Give again, word for word, each line below starting at the one that contains "a working copy" and ending at the one that contains "archives and logs".

***** Source material *****

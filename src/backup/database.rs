//! Per-database configuration and its resolved, immutable descriptor.

use crate::backup::result_error::error::Error;

use bon::Builder;
use getset::{CopyGetters, Getters};
use serde::{Deserialize, Serialize};
use serde_with::skip_serializing_none;

use std::path::{Path, PathBuf};

/// Accepted range for a per-database `delete-after-days` override.
pub const RETENTION_DAYS_RANGE: std::ops::RangeInclusive<i64> = 0..=50;

/// One entry of the `databases` list as written in the config file.
///
/// Nothing here is trusted yet: [`DatabaseConfig::resolve`] turns it into a
/// [`DatabaseDescriptor`] or drops it.
#[skip_serializing_none]
#[derive(Clone, Debug, Serialize, Deserialize, PartialEq)]
pub struct DatabaseConfig {
    #[serde(rename = "db-path")]
    pub db_path: PathBuf,
    #[serde(rename = "backup-dir", default)]
    pub backup_dir: Option<PathBuf>,
    #[serde(rename = "delete-after-days", default)]
    pub delete_after_days: Option<i64>,
    #[serde(rename = "enable-vacuum", default)]
    pub enable_vacuum: Option<serde_yml::Value>,
}

/// A database that passed validation, with every default filled in.
#[derive(Clone, Debug, Serialize, Builder, PartialEq, Eq, Getters, CopyGetters)]
pub struct DatabaseDescriptor {
    #[builder(into)]
    #[getset(get = "pub")]
    source_path: PathBuf,
    #[builder(into)]
    #[getset(get = "pub")]
    name: String,
    #[builder(into)]
    #[getset(get = "pub")]
    backup_dir: PathBuf,
    #[getset(get_copy = "pub")]
    retention_days: u32,
    #[builder(default = true)]
    #[getset(get_copy = "pub")]
    vacuum_enabled: bool,
}

impl DatabaseConfig {
    /// Checks the entry and fills in defaults.
    ///
    /// Returns `None` when the database file is missing, which drops it from
    /// the run. Every other problem is logged and replaced by its default.
    pub fn resolve(&self, default_retention_days: u32) -> Option<DatabaseDescriptor> {
        let source_path = self.db_path.as_path();
        if !source_path.is_file() {
            tracing::error!("{}", Error::DatabaseUnavailable(source_path.to_path_buf()));
            return None;
        }

        let Some(name) = source_path.file_stem().map(|s| s.to_string_lossy().to_string()) else {
            tracing::error!("Database path {:?} has no file name!", source_path);
            return None;
        };

        let source_dir = parent_dir(source_path);
        let backup_dir = match &self.backup_dir {
            Some(dir) if dir.is_dir() => dir.clone(),
            Some(dir) => {
                tracing::error!(
                    "Backup path {:?} does not exist! Using {:?} instead",
                    dir,
                    source_dir
                );
                source_dir
            }
            None => source_dir,
        };

        let retention_days = match self.delete_after_days {
            Some(days) if RETENTION_DAYS_RANGE.contains(&days) => days as u32,
            Some(days) => {
                tracing::error!(
                    "Special delete after days {} error (need 0 <= x <= 50), using default {}",
                    days,
                    default_retention_days
                );
                default_retention_days
            }
            None => default_retention_days,
        };

        let vacuum_enabled = match &self.enable_vacuum {
            None => true,
            Some(serde_yml::Value::Bool(enabled)) => *enabled,
            Some(other) => {
                tracing::error!("Enable vacuum setting {:?} error, using true", other);
                true
            }
        };

        Some(
            DatabaseDescriptor::builder()
                .source_path(source_path)
                .name(name)
                .backup_dir(backup_dir)
                .retention_days(retention_days)
                .vacuum_enabled(vacuum_enabled)
                .build(),
        )
    }
}

fn parent_dir(path: &Path) -> PathBuf {
    match path.parent() {
        Some(parent) if !parent.as_os_str().is_empty() => parent.to_path_buf(),
        _ => PathBuf::from("."),
    }
}
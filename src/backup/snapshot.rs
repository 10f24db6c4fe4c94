//! Consistent point-in-time copies of live SQLite databases.
//!
//! The live file is first duplicated into the backup directory (the working
//! copy) so the compacting step never touches it, then `VACUUM INTO` (or the
//! online backup API when vacuum is disabled) writes the dated backup.

use crate::backup::artifact::{artifact_path, rename_aside, working_copy_path, ArtifactKind};
use crate::backup::clock::Clock;
use crate::backup::database::DatabaseDescriptor;
use crate::backup::disk::DiskSpace;
use crate::backup::function_path;
use crate::backup::result_error::error::Error;
use crate::backup::result_error::result::Result;
use crate::backup::result_error::WithDebugObjectAndFnName;

use function_name::named;
use rusqlite::{Connection, MAIN_DB};

use std::fs;
use std::io;
use std::path::{Path, PathBuf};
use std::time::Duration;

/// Only used to make sizes readable in the log.
pub static GIB: u64 = 1073741824;
/// Copy, then compact: room for two copies plus working space.
pub static FREE_SPACE_FACTOR: f64 = 2.5;
/// A backup smaller than this share of the live file is suspicious.
pub static MIN_BACKUP_RATIO: f64 = 0.5;

/// How the working copy is obtained from the live file.
#[derive(Clone, Copy, Debug, PartialEq, Eq)]
pub enum WorkingCopyMode {
    /// Plain copy; an existing working copy is reused.
    Copy,
    /// Move the source itself, used for databases that are already archives.
    Move,
}

#[derive(Clone, Copy, Debug, PartialEq, Eq)]
pub struct MoveRetry {
    pub attempts: u32,
    pub interval: Duration,
}

impl Default for MoveRetry {
    fn default() -> Self {
        Self {
            attempts: 5,
            interval: Duration::from_secs(5),
        }
    }
}

#[derive(Clone, Debug, PartialEq, Eq)]
pub struct SnapshotOutcome {
    pub artifact: PathBuf,
    /// Where an earlier backup of the same day was moved to.
    pub renamed_aside: Option<PathBuf>,
    pub db_size: u64,
    pub backup_size: u64,
    pub too_small: bool,
}

pub fn has_enough_space(db_size: u64, free_space: u64) -> bool {
    (db_size as f64) * FREE_SPACE_FACTOR < free_space as f64
}

pub fn is_too_small(backup_size: u64, db_size: u64) -> bool {
    db_size > 0 && (backup_size as f64) / (db_size as f64) < MIN_BACKUP_RATIO
}

pub fn gib(bytes: u64) -> f64 {
    (bytes as f64 / GIB as f64 * 1000.0).round() / 1000.0
}

#[derive(Debug)]
pub struct SnapshotEngine<'a> {
    clock: &'a dyn Clock,
    disk: &'a dyn DiskSpace,
    move_retry: MoveRetry,
}

impl<'a> SnapshotEngine<'a> {
    pub fn new(clock: &'a dyn Clock, disk: &'a dyn DiskSpace, move_retry: MoveRetry) -> Self {
        Self {
            clock,
            disk,
            move_retry,
        }
    }

    /// Writes `{name}_backup_{date}.db` for `descriptor`.
    ///
    /// A failure here only concerns this database; nothing is rolled back
    /// beyond the files this call itself created.
    #[named]
    pub fn snapshot(
        &self,
        descriptor: &DatabaseDescriptor,
        date: &str,
        mode: WorkingCopyMode,
    ) -> Result<SnapshotOutcome> {
        let name = descriptor.name();
        let source = descriptor.source_path();
        let backup_dir = descriptor.backup_dir();

        let db_size = fs::metadata(source)?.len();
        let free_space = self.disk.free_space(backup_dir)?;
        tracing::info!(
            "Database {} weights {} ({} Gb) (Free space is {} ({} Gb))",
            name,
            db_size,
            gib(db_size),
            free_space,
            gib(free_space)
        );

        if !has_enough_space(db_size, free_space) {
            tracing::error!("NOT enough free space for backup of {}!", name);
            return Err(Error::InsufficientDiskSpace {
                needed: ((db_size as f64) * FREE_SPACE_FACTOR).ceil() as u64,
                free: free_space,
            });
        }

        let working_copy = working_copy_path(descriptor);
        tracing::info!("Copy {} from {:?} to {:?}", name, source, working_copy);
        match mode {
            WorkingCopyMode::Move => {
                if !move_with_retry(source, &working_copy, self.move_retry) {
                    tracing::error!("Moving {:?} failed after all attempts", source);
                }
            }
            WorkingCopyMode::Copy if working_copy.exists() => {
                tracing::warn!("Reusing existing working copy {:?}", working_copy);
            }
            WorkingCopyMode::Copy => {
                if let Err(e) = fs::copy(source, &working_copy) {
                    tracing::error!("Copy of {:?} failed: {e}", source);
                    let _ = fs::remove_file(&working_copy);
                }
            }
        }

        if !working_copy.is_file() {
            tracing::error!("Copy is missing!");
            return Err(Error::WorkingCopyMissing(working_copy));
        }

        let destination = artifact_path(descriptor, date, ArtifactKind::Backup);
        let renamed_aside = rename_aside(&destination, self.clock)?;

        tracing::info!("{} backup started", name);
        if let Err(e) = write_snapshot(&working_copy, &destination, descriptor.vacuum_enabled()) {
            self.clean_up_failed_snapshot(source, &working_copy, &destination, renamed_aside, mode);
            return Err(e.with_debug_object_and_fn_name(descriptor.clone(), function_path!()));
        }
        tracing::info!("{} backup ended", name);

        tracing::info!("Deleting of {:?}", working_copy);
        if let Err(e) = fs::remove_file(&working_copy) {
            tracing::warn!("Delete working copy {:?} failed: {e}", working_copy);
        }

        let backup_size = fs::metadata(&destination)?.len();
        tracing::info!(
            "Backup {:?} weights {} ({} Gb)",
            destination,
            backup_size,
            gib(backup_size)
        );

        let too_small = is_too_small(backup_size, db_size);
        if too_small {
            tracing::error!("{} backup is too small!", name);
        } else {
            tracing::info!("{} database is backed up SUCCESSFULLY!", name);
        }

        Ok(SnapshotOutcome {
            artifact: destination,
            renamed_aside,
            db_size,
            backup_size,
            too_small,
        })
    }

    fn clean_up_failed_snapshot(
        &self,
        source: &Path,
        working_copy: &Path,
        destination: &Path,
        renamed_aside: Option<PathBuf>,
        mode: WorkingCopyMode,
    ) {
        if destination.exists() {
            if let Err(e) = fs::remove_file(destination) {
                tracing::warn!("Delete partial backup {:?} failed: {e}", destination);
            }
        }
        if let Some(aside) = renamed_aside {
            if let Err(e) = fs::rename(&aside, destination) {
                tracing::warn!("Restoring {:?} to {:?} failed: {e}", aside, destination);
            }
        }
        match mode {
            WorkingCopyMode::Copy => {
                if let Err(e) = fs::remove_file(working_copy) {
                    tracing::warn!("Delete working copy {:?} failed: {e}", working_copy);
                }
            }
            // the moved source only exists as the working copy now
            WorkingCopyMode::Move => {
                if let Err(e) = move_file(working_copy, source) {
                    tracing::error!(
                        "Moving {:?} back to {:?} failed: {e}",
                        working_copy,
                        source
                    );
                }
            }
        }
    }
}

fn write_snapshot(working_copy: &Path, destination: &Path, vacuum: bool) -> Result<()> {
    let conn = Connection::open(working_copy)?;
    if vacuum {
        let destination = destination
            .to_str()
            .ok_or_else(|| Error::NonUtf8Path(destination.to_path_buf()))?;
        conn.execute("VACUUM INTO ?1", [destination])?;
    } else {
        conn.backup(MAIN_DB, destination, None)?;
    }
    Ok(())
}

fn move_with_retry(src: &Path, dst: &Path, retry: MoveRetry) -> bool {
    for attempt in 1..=retry.attempts {
        match move_file(src, dst) {
            Ok(()) => return true,
            Err(e) => {
                tracing::warn!(
                    "File transfer error. Attempt {}/{}. Error: {e}",
                    attempt,
                    retry.attempts
                );
                if attempt < retry.attempts {
                    std::thread::sleep(retry.interval);
                }
            }
        }
    }
    false
}

fn move_file(src: &Path, dst: &Path) -> io::Result<()> {
    match fs::rename(src, dst) {
        Ok(()) => Ok(()),
        Err(e) => {
            // rename cannot cross filesystems
            tracing::debug!("Rename {:?} failed ({e}), copying instead", src);
            fs::copy(src, dst)?;
            fs::remove_file(src).inspect_err(|_| {
                let _ = fs::remove_file(dst);
            })
        }
    }
}
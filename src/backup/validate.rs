//! Validation functions for configuration values.

use regex::Regex;
use validator::ValidationError;

pub fn validate_not_blank<S: AsRef<str>>(value: S) -> Result<(), ValidationError> {
    if value.as_ref().trim().is_empty() {
        return Err(ValidationError::new("Blank").with_message("must not be blank".into()));
    }

    Ok(())
}

pub fn validate_regex<S: AsRef<str>>(pattern: S) -> Result<(), ValidationError> {
    let pattern = pattern.as_ref();
    Regex::new(pattern).map(|_| ()).map_err(|e| {
        ValidationError::new("InvalidRegex")
            .with_message(format!("Invalid regex {pattern:?}: {e}").into())
    })
}
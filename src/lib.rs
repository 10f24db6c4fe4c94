//! # vacuum_backup
//!
//! Unattended nightly backups of live SQLite databases on a single server.
//!
//! ## Features
//!
//! - **Service Window**: Stops OS services, scheduled tasks and IIS around the run
//! - **Consistent Snapshots**: `VACUUM INTO` or the online backup API on a working copy
//! - **Admission Control**: Refuses a backup that could fill the disk
//! - **Same-Day Reruns**: Earlier backups of the day are renamed aside, never overwritten
//! - **Retention**: Age-based deletion of old backups, archives and logs
//! - **Archiving**: 7-Zip compression, the uncompressed copy is removed only once the archive exists
//!
//! ## Quick Start
//!
//! ```no_run
//! use vacuum_backup::backup::backup_config::BackupConfig;
//! use vacuum_backup::backup::clock::SystemClock;
//! use vacuum_backup::backup::compress::seven_zip::SevenZip;
//! use vacuum_backup::backup::disk::Fs2DiskSpace;
//! use vacuum_backup::backup::orchestrator::Orchestrator;
//! use vacuum_backup::backup::process::ShellProcessRunner;
//!
//! let config = BackupConfig::load("config.yml")?.resolve()?;
//! let runner = ShellProcessRunner;
//! let seven_zip = SevenZip::new(config.seven_zip(), &runner);
//!
//! let report = Orchestrator::builder()
//!     .config(&config)
//!     .clock(&SystemClock)
//!     .disk(&Fs2DiskSpace)
//!     .runner(&runner)
//!     .compressor(&seven_zip)
//!     .log_dir(".")
//!     .build()
//!     .run();
//! std::process::exit(report.exit_code());
//! # Ok::<(), Box<dyn std::error::Error>>(())
//! ```

pub mod backup;
use std::fmt::Debug;
use std::io;
use std::path::Path;

pub trait DiskSpace: Debug {
    /// Bytes available to this process on the filesystem holding `dir`.
    fn free_space(&self, dir: &Path) -> io::Result<u64>;
}

#[derive(Debug, Default, Clone, Copy)]
pub struct Fs2DiskSpace;

impl DiskSpace for Fs2DiskSpace {
    fn free_space(&self, dir: &Path) -> io::Result<u64> {
        fs2::available_space(dir)
    }
}
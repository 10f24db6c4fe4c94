use crate::backup::result_error::error::Error;
use crate::backup::result_error::{WithDebugObjectAndFnName, WithFnName, WithMsg};
use std::fmt::Debug;

pub type Result<T> = std::result::Result<T, Error>;

impl<S: Into<String>, O: Debug + Send + 'static, R> WithDebugObjectAndFnName<S, O> for Result<R> {
    fn with_debug_object_and_fn_name(self, obj: O, fn_name: S) -> Self {
        self.map_err(|e| e.with_debug_object_and_fn_name(obj, fn_name))
    }
}

impl<R, S: Into<String>> WithMsg<S> for Result<R> {
    fn with_msg(self, msg: S) -> Self {
        self.map_err(|e| e.with_msg(msg))
    }
}

impl<R, S: Into<String>> WithFnName<S> for Result<R> {
    fn with_fn_name(self, fn_name: S) -> Self {
        self.map_err(|e| e.with_fn_name(fn_name))
    }
}

pub fn convert_error_vec(errors: Vec<Error>) -> Result<()> {
    if errors.is_empty() {
        Ok(())
    } else {
        Err(errors.into())
    }
}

*****

**Solution to this task:**
//! - **Consistent Snapshots**: `VACUUM INTO` or the online backup API on a working copy
//! - **Admission Control**: Refuses a backup that could fill the disk
//! - **Same-Day Reruns**: Earlier backups of the day are renamed aside, never overwritten
//! - **Retention**: Age-based deletion of old backups, archives and logs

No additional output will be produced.